Task description: Give back all of the records exactly.

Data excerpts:
━━━━━━━━━━━━━━━━

/*
 *  display/compositor.rs
 *
 *  ledmap - aviation weather on an LED matrix
 *  (c) 2020-26 Stuart Hunter
 *
 *  Double buffered frame composition, swap and brightness scheduling
 *
 *  This program is free software: you can redistribute it and/or modify
 *  it under the terms of the GNU General Public License as published by
 *  the Free Software Foundation, either version 3 of the License, or
 *  (at your option) any later version.
 *
 *  This program is distributed in the hope that it will be useful,
 *  but WITHOUT ANY WARRANTY; without even the implied warranty of
 *  MERCHANTABILITY or FITNESS FOR A PARTICULAR PURPOSE.  See the
 *  GNU General Public License for more details.
 *
 *  See <http://www.gnu.org/licenses/> to get a copy of the GNU General
 *  Public License.
 *
 */

use chrono::NaiveTime;
use embedded_graphics::pixelcolor::Rgb888;
use embedded_graphics::prelude::*;
use embedded_graphics::primitives::{Line, PrimitiveStyle};
use log::{debug, info};

use crate::config::{BrightnessSettings, ConfigError};
use crate::display::error::DisplayError;
use crate::display::framebuffer::DisplayFrame;
use crate::display::traits::PanelDriver;

/// Time-of-day brightness policy
///
/// Inside the dimming window the default level is divided by `divisor`.
/// The window may wrap midnight (21:30 to 06:30). Equal start and end
/// disables dimming.
#[derive(Debug, Clone, PartialEq)]
pub struct BrightnessSchedule {
    pub default_percent: u8,
    pub dim_start: NaiveTime,
    pub dim_end: NaiveTime,
    pub divisor: u8,
}

impl BrightnessSchedule {
    pub fn from_settings(settings: &BrightnessSettings) -> Result<Self, ConfigError> {
        let (dim_start, dim_end) = settings.dim_window()?;
        Ok(Self {
            default_percent: settings.default_percent,
            dim_start,
            dim_end,
            divisor: settings.dim_divisor,
        })
    }

    pub fn in_dim_window(&self, now: NaiveTime) -> bool {
        if self.dim_start == self.dim_end {
            false
        } else if self.dim_start < self.dim_end {
            self.dim_start <= now && now < self.dim_end
        } else {
            now >= self.dim_start || now < self.dim_end
        }
    }

    /// Brightness the panel should rest at for this time of day
    pub fn level_at(&self, now: NaiveTime) -> u8 {
        if self.in_dim_window(now) {
            self.default_percent / self.divisor.max(1)
        } else {
            self.default_percent
        }
    }
}

/// Owns the visible and off-screen frames and the panel they are shown on.
///
/// All drawing targets the off-screen frame unless a `_visible` method is
/// used. `swap` exchanges the two roles and latches the new visible frame,
/// so the panel never receives a half drawn frame.
pub struct FrameCompositor<P: PanelDriver> {
    panel: P,
    visible: DisplayFrame,
    offscreen: DisplayFrame,
    schedule: BrightnessSchedule,
    brightness: Option<u8>,
    dimmed: Option<bool>,
}

impl<P: PanelDriver> FrameCompositor<P> {
    /// Initialize the panel and allocate both frames at its resolution
    pub fn new(mut panel: P, schedule: BrightnessSchedule) -> Result<Self, DisplayError> {
        let (width, height) = panel.dimensions();
        if width == 0 || height == 0 {
            return Err(DisplayError::InvalidConfiguration(
                format!("panel reports {}x{}", width, height)));
        }
        panel.init()?;
        debug!("Compositor ready at {}x{}", width, height);

        Ok(Self {
            panel,
            visible: DisplayFrame::new(width, height),
            offscreen: DisplayFrame::new(width, height),
            schedule,
            brightness: None,
            dimmed: None,
        })
    }

    pub fn width(&self) -> u32 {
        self.visible.dimensions().0
    }

    pub fn height(&self) -> u32 {
        self.visible.dimensions().1
    }

    pub fn panel(&self) -> &P {
        &self.panel
    }

    pub fn schedule(&self) -> &BrightnessSchedule {
        &self.schedule
    }

    pub fn visible(&self) -> &DisplayFrame {
        &self.visible
    }

    pub fn offscreen(&self) -> &DisplayFrame {
        &self.offscreen
    }

    /// Off-screen frame as an embedded-graphics draw target
    pub fn offscreen_mut(&mut self) -> &mut DisplayFrame {
        &mut self.offscreen
    }

    pub fn draw_pixel(&mut self, x: i32, y: i32, color: Rgb888) {
        self.offscreen.set_pixel(x, y, color);
    }

    pub fn draw_line(&mut self, x1: i32, y1: i32, x2: i32, y2: i32, color: Rgb888) {
        draw_segment(&mut self.offscreen, x1, y1, x2, y2, color);
    }

    pub fn draw_pixel_visible(&mut self, x: i32, y: i32, color: Rgb888) {
        self.visible.set_pixel(x, y, color);
    }

    pub fn draw_line_visible(&mut self, x1: i32, y1: i32, x2: i32, y2: i32, color: Rgb888) {
        draw_segment(&mut self.visible, x1, y1, x2, y2, color);
    }

    /// Same pixel on both frames, so a later swap shows the same baseline
    pub fn draw_pixel_both(&mut self, x: i32, y: i32, color: Rgb888) {
        self.visible.set_pixel(x, y, color);
        self.offscreen.set_pixel(x, y, color);
    }

    pub fn draw_line_both(&mut self, x1: i32, y1: i32, x2: i32, y2: i32, color: Rgb888) {
        draw_segment(&mut self.visible, x1, y1, x2, y2, color);
        draw_segment(&mut self.offscreen, x1, y1, x2, y2, color);
    }

    pub fn fill(&mut self, color: Rgb888) {
        self.offscreen.fill(color);
    }

    /// Blank both frames and the panel
    pub fn clear_all(&mut self) -> Result<(), DisplayError> {
        self.visible.fill(Rgb888::BLACK);
        self.offscreen.fill(Rgb888::BLACK);
        self.panel.clear()
    }

    /// Latch the visible frame after direct edits
    pub fn present(&mut self) -> Result<(), DisplayError> {
        self.panel.show(&self.visible)
    }

    /// Exchange visible and off-screen roles and show the new visible frame
    pub fn swap(&mut self) -> Result<(), DisplayError> {
        std::mem::swap(&mut self.visible, &mut self.offscreen);
        self.panel.show(&self.visible)
    }

    /// Current device brightness, if one has been set
    pub fn brightness(&self) -> Option<u8> {
        self.brightness
    }

    /// Set global brightness (percent); skipped when unchanged
    pub fn set_brightness(&mut self, percent: u8) -> Result<(), DisplayError> {
        if percent > 100 {
            return Err(DisplayError::InvalidBrightness(percent));
        }
        if self.brightness == Some(percent) {
            return Ok(());
        }
        self.panel.set_brightness(percent)?;
        self.brightness = Some(percent);
        Ok(())
    }

    /// Default brightness for this time of day
    pub fn default_level(&self, now: NaiveTime) -> u8 {
        self.schedule.level_at(now)
    }

    /// Re-evaluate the dimming window and apply the resting brightness
    pub fn apply_schedule(&mut self, now: NaiveTime) -> Result<u8, DisplayError> {
        let dimmed = self.schedule.in_dim_window(now);
        if self.dimmed != Some(dimmed) {
            if dimmed {
                info!("Entering dimming window at {}", now.format("%H:%M"));
            } else {
                info!("Leaving dimming window at {}", now.format("%H:%M"));
            }
            self.dimmed = Some(dimmed);
        }
        let level = self.schedule.level_at(now);
        self.set_brightness(level)?;
        Ok(level)
    }
}

fn draw_segment(frame: &mut DisplayFrame, x1: i32, y1: i32, x2: i32, y2: i32, color: Rgb888) {
    // Infallible
    let _ = Line::new(Point::new(x1, y1), Point::new(x2, y2))
        .into_styled(PrimitiveStyle::with_stroke(color, 1))
        .draw(frame);
}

━━━━━━━━━━━━━━━━

Answer to the exercise:
/*
 *  display/compositor.rs
 *
 *  ledmap - aviation weather on an LED matrix
 *  (c) 2020-26 Stuart Hunter
 *
 *  Double buffered frame composition, swap and brightness scheduling
 *
 *  This program is free software: you can redistribute it and/or modify
 *  it under the terms of the GNU General Public License as published by
 *  the Free Software Foundation, either version 3 of the License, or
 *  (at your option) any later version.
 *
 *  This program is distributed in the hope that it will be useful,
 *  but WITHOUT ANY WARRANTY; without even the implied warranty of
 *  MERCHANTABILITY or FITNESS FOR A PARTICULAR PURPOSE.  See the
 *  GNU General Public License for more details.
 *
 *  See <http://www.gnu.org/licenses/> to get a copy of the GNU General
 *  Public License.
 *
 */

use chrono::NaiveTime;
use embedded_graphics::pixelcolor::Rgb888;
use embedded_graphics::prelude::*;
use embedded_graphics::primitives::{Line, PrimitiveStyle};
use log::{debug, info};

use crate::config::{BrightnessSettings, ConfigError};
use crate::display::error::DisplayError;
use crate::display::framebuffer::DisplayFrame;
use crate::display::traits::PanelDriver;

/// Time-of-day brightness policy
///
/// Inside the dimming window the default level is divided by `divisor`.
/// The window may wrap midnight (21:30 to 06:30). Equal start and end
/// disables dimming.
#[derive(Debug, Clone, PartialEq)]
pub struct BrightnessSchedule {
    pub default_percent: u8,
    pub dim_start: NaiveTime,
    pub dim_end: NaiveTime,
    pub divisor: u8,
}

impl BrightnessSchedule {
    pub fn from_settings(settings: &BrightnessSettings) -> Result<Self, ConfigError> {
        let (dim_start, dim_end) = settings.dim_window()?;
        Ok(Self {
            default_percent: settings.default_percent,
            dim_start,
            dim_end,
            divisor: settings.dim_divisor,
        })
    }

    pub fn in_dim_window(&self, now: NaiveTime) -> bool {
        if self.dim_start == self.dim_end {
            false
        } else if self.dim_start < self.dim_end {
            self.dim_start <= now && now < self.dim_end
        } else {
            now >= self.dim_start || now < self.dim_end
        }
    }

    /// Brightness the panel should rest at for this time of day
    pub fn level_at(&self, now: NaiveTime) -> u8 {
        if self.in_dim_window(now) {
            self.default_percent / self.divisor.max(1)
        } else {
            self.default_percent
        }
    }
}

/// Owns the visible and off-screen frames and the panel they are shown on.
///
/// All drawing targets the off-screen frame unless a `_visible` method is
/// used. `swap` exchanges the two roles and latches the new visible frame,
/// so the panel never receives a half drawn frame.
pub struct FrameCompositor<P: PanelDriver> {
    panel: P,
    visible: DisplayFrame,
    offscreen: DisplayFrame,
    schedule: BrightnessSchedule,
    brightness: Option<u8>,
    dimmed: Option<bool>,
}

impl<P: PanelDriver> FrameCompositor<P> {
    /// Initialize the panel and allocate both frames at its resolution
    pub fn new(mut panel: P, schedule: BrightnessSchedule) -> Result<Self, DisplayError> {
        let (width, height) = panel.dimensions();
        if width == 0 || height == 0 {
            return Err(DisplayError::InvalidConfiguration(
                format!("panel reports {}x{}", width, height)));
        }
        panel.init()?;
        debug!("Compositor ready at {}x{}", width, height);

        Ok(Self {
            panel,
            visible: DisplayFrame::new(width, height),
            offscreen: DisplayFrame::new(width, height),
            schedule,
            brightness: None,
            dimmed: None,
        })
    }

    pub fn width(&self) -> u32 {
        self.visible.dimensions().0
    }

    pub fn height(&self) -> u32 {
        self.visible.dimensions().1
    }

    pub fn panel(&self) -> &P {
        &self.panel
    }

    pub fn schedule(&self) -> &BrightnessSchedule {
        &self.schedule
    }

    pub fn visible(&self) -> &DisplayFrame {
        &self.visible
    }

    pub fn offscreen(&self) -> &DisplayFrame {
        &self.offscreen
    }

    /// Off-screen frame as an embedded-graphics draw target
    pub fn offscreen_mut(&mut self) -> &mut DisplayFrame {
        &mut self.offscreen
    }

    pub fn draw_pixel(&mut self, x: i32, y: i32, color: Rgb888) {
        self.offscreen.set_pixel(x, y, color);
    }

    pub fn draw_line(&mut self, x1: i32, y1: i32, x2: i32, y2: i32, color: Rgb888) {
        draw_segment(&mut self.offscreen, x1, y1, x2, y2, color);
    }

    pub fn draw_pixel_visible(&mut self, x: i32, y: i32, color: Rgb888) {
        self.visible.set_pixel(x, y, color);
    }

    pub fn draw_line_visible(&mut self, x1: i32, y1: i32, x2: i32, y2: i32, color: Rgb888) {
        draw_segment(&mut self.visible, x1, y1, x2, y2, color);
    }

    /// Same pixel on both frames, so a later swap shows the same baseline
    pub fn draw_pixel_both(&mut self, x: i32, y: i32, color: Rgb888) {
        self.visible.set_pixel(x, y, color);
        self.offscreen.set_pixel(x, y, color);
    }

    pub fn draw_line_both(&mut self, x1: i32, y1: i32, x2: i32, y2: i32, color: Rgb888) {
        draw_segment(&mut self.visible, x1, y1, x2, y2, color);
        draw_segment(&mut self.offscreen, x1, y1, x2, y2, color);
    }

    pub fn fill(&mut self, color: Rgb888) {
        self.offscreen.fill(color);
    }

    /// Blank both frames and the panel
    pub fn clear_all(&mut self) -> Result<(), DisplayError> {
        self.visible.fill(Rgb888::BLACK);
        self.offscreen.fill(Rgb888::BLACK);
        self.panel.clear()
    }

    /// Latch the visible frame after direct edits
    pub fn present(&mut self) -> Result<(), DisplayError> {
        self.panel.show(&self.visible)
    }

    /// Exchange visible and off-screen roles and show the new visible frame
    pub fn swap(&mut self) -> Result<(), DisplayError> {
        std::mem::swap(&mut self.visible, &mut self.offscreen);
        self.panel.show(&self.visible)
    }

    /// Current device brightness, if one has been set
    pub fn brightness(&self) -> Option<u8> {
        self.brightness
    }

    /// Set global brightness (percent); skipped when unchanged
    pub fn set_brightness(&mut self, percent: u8) -> Result<(), DisplayError> {
        if percent > 100 {
            return Err(DisplayError::InvalidBrightness(percent));
        }
        if self.brightness == Some(percent) {
            return Ok(());
        }
        self.panel.set_brightness(percent)?;
        self.brightness = Some(percent);
        Ok(())
    }

    /// Default brightness for this time of day
    pub fn default_level(&self, now: NaiveTime) -> u8 {
        self.schedule.level_at(now)
    }

    /// Re-evaluate the dimming window and apply the resting brightness
    pub fn apply_schedule(&mut self, now: NaiveTime) -> Result<u8, DisplayError> {
        let dimmed = self.schedule.in_dim_window(now);
        if self.dimmed != Some(dimmed) {
            if dimmed {
                info!("Entering dimming window at {}", now.format("%H:%M"));
            } else {
                info!("Leaving dimming window at {}", now.format("%H:%M"));
            }
            self.dimmed = Some(dimmed);
        }
        let level = self.schedule.level_at(now);
        self.set_brightness(level)?;
        Ok(level)
    }
}

fn draw_segment(frame: &mut DisplayFrame, x1: i32, y1: i32, x2: i32, y2: i32, color: Rgb888) {
    // Infallible
    let _ = Line::new(Point::new(x1, y1), Point::new(x2, y2))
        .into_styled(PrimitiveStyle::with_stroke(color, 1))
        .draw(frame);
}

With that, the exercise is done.